2020 – Surrendering my Life…Reflecting on 35 Years


It’s an increasingly tragic season of life.

Now the 1.4.2020, mainstream media reports are circulating that a 13 year-old boy has died of the Corona Virus.

Alongside the traumatised family that will be left behind from this harrowing news, the fear that this death will generate is going to be immense; largely because the reports reveal that this boy had no underlying illnesses or other ailments.


This factor about underlying sickness has been a form of respite for the world.

Now–with the fact that young people with no health issues are dying–it spells a deadly message; Corona can kill anyone.

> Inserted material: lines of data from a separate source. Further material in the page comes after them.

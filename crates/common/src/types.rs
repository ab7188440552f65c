//! Core order, lifecycle, and quote types shared across the pipeline.

use chrono::{DateTime, Utc};
use serde::{Deserialize, Serialize};
use std::fmt;

/// Order type. Only immediate-execution market orders are supported; the
/// enum leaves room for future conditional types.
#[derive(Debug, Clone, Copy, Serialize, Deserialize, PartialEq, Eq, Default)]
#[serde(rename_all = "lowercase")]
pub enum OrderType {
    #[default]
    Market,
}

impl fmt::Display for OrderType {
    fn fmt(&self, f: &mut fmt::Formatter<'_>) -> fmt::Result {
        match self {
            OrderType::Market => write!(f, "market"),
        }
    }
}

/// A validated client swap intent.
///
/// `amount` is in the smallest on-chain unit of `token_in`. Invariants
/// (tokens non-empty and distinct, amount > 0) are enforced by intake
/// validation before this type is constructed.
#[derive(Debug, Clone, Serialize, Deserialize, PartialEq, Eq)]
#[serde(rename_all = "camelCase")]
pub struct OrderRequest {
    /// Mint address of the token being sold.
    pub token_in: String,
    /// Mint address of the token being bought.
    pub token_out: String,
    /// Input amount in base units of `token_in`.
    pub amount: u64,
    pub order_type: OrderType,
}

/// The unit of work that flows through the queue and the worker.
#[derive(Debug, Clone, Serialize, Deserialize)]
#[serde(rename_all = "camelCase")]
pub struct OrderJob {
    pub order_id: String,
    #[serde(flatten)]
    pub request: OrderRequest,
    pub received_at: DateTime<Utc>,
    /// Delivery attempt, stamped by the queue consumer (1-based).
    #[serde(default)]
    pub attempt: u32,
    #[serde(default, skip_serializing_if = "Option::is_none")]
    pub last_tx_signature: Option<String>,
    #[serde(default, skip_serializing_if = "Option::is_none")]
    pub last_error: Option<String>,
}

impl OrderJob {
    pub fn new(order_id: String, request: OrderRequest) -> Self {
        Self {
            order_id,
            request,
            received_at: Utc::now(),
            attempt: 0,
            last_tx_signature: None,
            last_error: None,
        }
    }
}

/// Lifecycle status of an order.
///
/// First occurrences follow the total order
/// `pending → queued → routing → building → submitted → confirmed`;
/// `failed` is terminal and reachable from any non-terminal state.
#[derive(Debug, Clone, Copy, Serialize, Deserialize, PartialEq, Eq, Hash)]
#[serde(rename_all = "lowercase")]
pub enum OrderStatus {
    Pending,
    Queued,
    Routing,
    Building,
    Submitted,
    Confirmed,
    Failed,
}

impl OrderStatus {
    pub fn as_str(&self) -> &'static str {
        match self {
            OrderStatus::Pending => "pending",
            OrderStatus::Queued => "queued",
            OrderStatus::Routing => "routing",
            OrderStatus::Building => "building",
            OrderStatus::Submitted => "submitted",
            OrderStatus::Confirmed => "confirmed",
            OrderStatus::Failed => "failed",
        }
    }

    pub fn is_terminal(&self) -> bool {
        matches!(self, OrderStatus::Confirmed | OrderStatus::Failed)
    }

    /// Position in the happy-path sequence, used by tests to assert ordering.
    pub fn rank(&self) -> u8 {
        match self {
            OrderStatus::Pending => 0,
            OrderStatus::Queued => 1,
            OrderStatus::Routing => 2,
            OrderStatus::Building => 3,
            OrderStatus::Submitted => 4,
            OrderStatus::Confirmed => 5,
            OrderStatus::Failed => 6,
        }
    }
}

impl fmt::Display for OrderStatus {
    fn fmt(&self, f: &mut fmt::Formatter<'_>) -> fmt::Result {
        f.write_str(self.as_str())
    }
}

impl std::str::FromStr for OrderStatus {
    type Err = String;

    fn from_str(s: &str) -> Result<Self, Self::Err> {
        match s {
            "pending" => Ok(OrderStatus::Pending),
            "queued" => Ok(OrderStatus::Queued),
            "routing" => Ok(OrderStatus::Routing),
            "building" => Ok(OrderStatus::Building),
            "submitted" => Ok(OrderStatus::Submitted),
            "confirmed" => Ok(OrderStatus::Confirmed),
            "failed" => Ok(OrderStatus::Failed),
            other => Err(format!("unknown order status: {other}")),
        }
    }
}

/// One lifecycle update, delivered to subscribers as a single JSON frame.
#[derive(Debug, Clone, Serialize, Deserialize, PartialEq, Eq)]
#[serde(rename_all = "camelCase")]
pub struct StatusMessage {
    pub order_id: String,
    pub status: OrderStatus,
    #[serde(skip_serializing_if = "Option::is_none")]
    pub detail: Option<String>,
    #[serde(skip_serializing_if = "Option::is_none")]
    pub link: Option<String>,
}

impl StatusMessage {
    pub fn new(
        order_id: impl Into<String>,
        status: OrderStatus,
        detail: Option<String>,
        link: Option<String>,
    ) -> Self {
        Self {
            order_id: order_id.into(),
            status,
            detail,
            link,
        }
    }
}

/// Request sent to every venue when routing an order.
#[derive(Debug, Clone, Serialize, Deserialize, PartialEq, Eq)]
#[serde(rename_all = "camelCase")]
pub struct QuoteRequest {
    pub token_in: String,
    pub token_out: String,
    pub amount: u64,
    /// Slippage tolerance in basis points, within `[1, 10000]`.
    pub slippage_bps: u32,
}

/// A venue's priced offer for a [`QuoteRequest`].
#[derive(Debug, Clone, Serialize, Deserialize)]
#[serde(rename_all = "camelCase")]
pub struct QuoteResponse {
    pub venue: String,
    /// Expected output in base units of `token_out`.
    pub estimated_out: u64,
    /// Post-slippage floor embedded in the on-chain transaction.
    pub min_out: u64,
    pub price_impact_bps: u32,
    pub fee_bps: u32,
    pub pool_id: String,
    #[serde(skip_serializing_if = "Option::is_none")]
    pub route_meta: Option<serde_json::Value>,
    pub request: QuoteRequest,
}

/// `floor(estimated_out * (10000 - slippage_bps) / 10000)`.
pub fn min_out_floor(estimated_out: u64, slippage_bps: u32) -> u64 {
    let slippage_bps = slippage_bps.min(10_000) as u128;
    ((estimated_out as u128 * (10_000 - slippage_bps)) / 10_000) as u64
}

#[cfg(test)]
mod tests {
    use super::*;

    #[test]
    fn status_serializes_lowercase() {
        assert_eq!(
            serde_json::to_string(&OrderStatus::Pending).unwrap(),
            "\"pending\""
        );
        assert_eq!(OrderStatus::Confirmed.to_string(), "confirmed");
    }

    #[test]
    fn terminal_states() {
        assert!(OrderStatus::Confirmed.is_terminal());
        assert!(OrderStatus::Failed.is_terminal());
        assert!(!OrderStatus::Submitted.is_terminal());
    }

    #[test]
    fn min_out_floor_matches_formula() {
        // floor(2_000_000 * 9950 / 10000) = 1_990_000
        assert_eq!(min_out_floor(2_000_000, 50), 1_990_000);
        // 1 bps of 3 floors to 2
        assert_eq!(min_out_floor(3, 10_000), 0);
        assert_eq!(min_out_floor(1_000, 1), 999);
        assert!(min_out_floor(u64::MAX, 1) <= u64::MAX);
    }

    #[test]
    fn status_message_omits_empty_fields() {
        let msg = StatusMessage::new("ORD1", OrderStatus::Queued, None, None);
        let json = serde_json::to_value(&msg).unwrap();
        assert_eq!(
            json,
            serde_json::json!({"orderId": "ORD1", "status": "queued"})
        );
    }

    #[test]
    fn order_job_round_trips_with_camel_case_wire_names() {
        let job = OrderJob::new(
            "ORD1".into(),
            OrderRequest {
                token_in: "So1111".into(),
                token_out: "USDC11".into(),
                amount: 42,
                order_type: OrderType::Market,
            },
        );
        let json = serde_json::to_value(&job).unwrap();
        assert_eq!(json["tokenIn"], "So1111");
        assert_eq!(json["orderType"], "market");
        let back: OrderJob = serde_json::from_value(json).unwrap();
        assert_eq!(back.request, job.request);
    }
}
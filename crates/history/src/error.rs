//! History store error types.

use thiserror::Error;

pub type Result<T> = std::result::Result<T, HistoryError>;

#[derive(Debug, Error)]
pub enum HistoryError {
    #[error("database error: {0}")]
    Database(#[from] sqlx::Error),

    #[error("serialization error: {0}")]
    Serialization(#[from] serde_json::Error),

    #[error("history error: {0}")]
    Internal(String),
}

Despite the increasing fear, panic, anxiety, and stress that has infected the globe, I’m still thankful because in my mind I have, ‘the peace that surpasses all understanding’ as a result of God training my mental faculties since I became a follower of Jesus five years and three months ago.


Class of 1990 - 1991
Class of 1990 – 1991
Getting ready for church
Getting ready for church

(6) The perfect family Christmas


1989 – 1990. Age Six.

I don’t exaggerate when I say these years were as perfect, innocent, and pure as life gets.

I hid from the memory in the video below for over 20 years, never watching it.

Last year–Sept/Oct/Nov 2019–I emerged out of a summer-storm in my mind about specific wounds from the past, that I’d not confronted (more about that later).

Facing the wounds, I was led to get all the family home-video cassettes converted to DVDs for viewing.

It was all part of healing and if you know healing, you will know that there is arguably a necessity for tears to flow.

I believe 2019 was a year where I released more waterworks than all the previous years combined.

For now, enjoy this clip below of 1990’s Christmas in the France family household.


1990 France Family Christmas

Message from Jesus – “Be thankful to God for family and enjoy one another.”

Message from the World – “Adapt, learn, survive, compete, compare. Be suspicious.”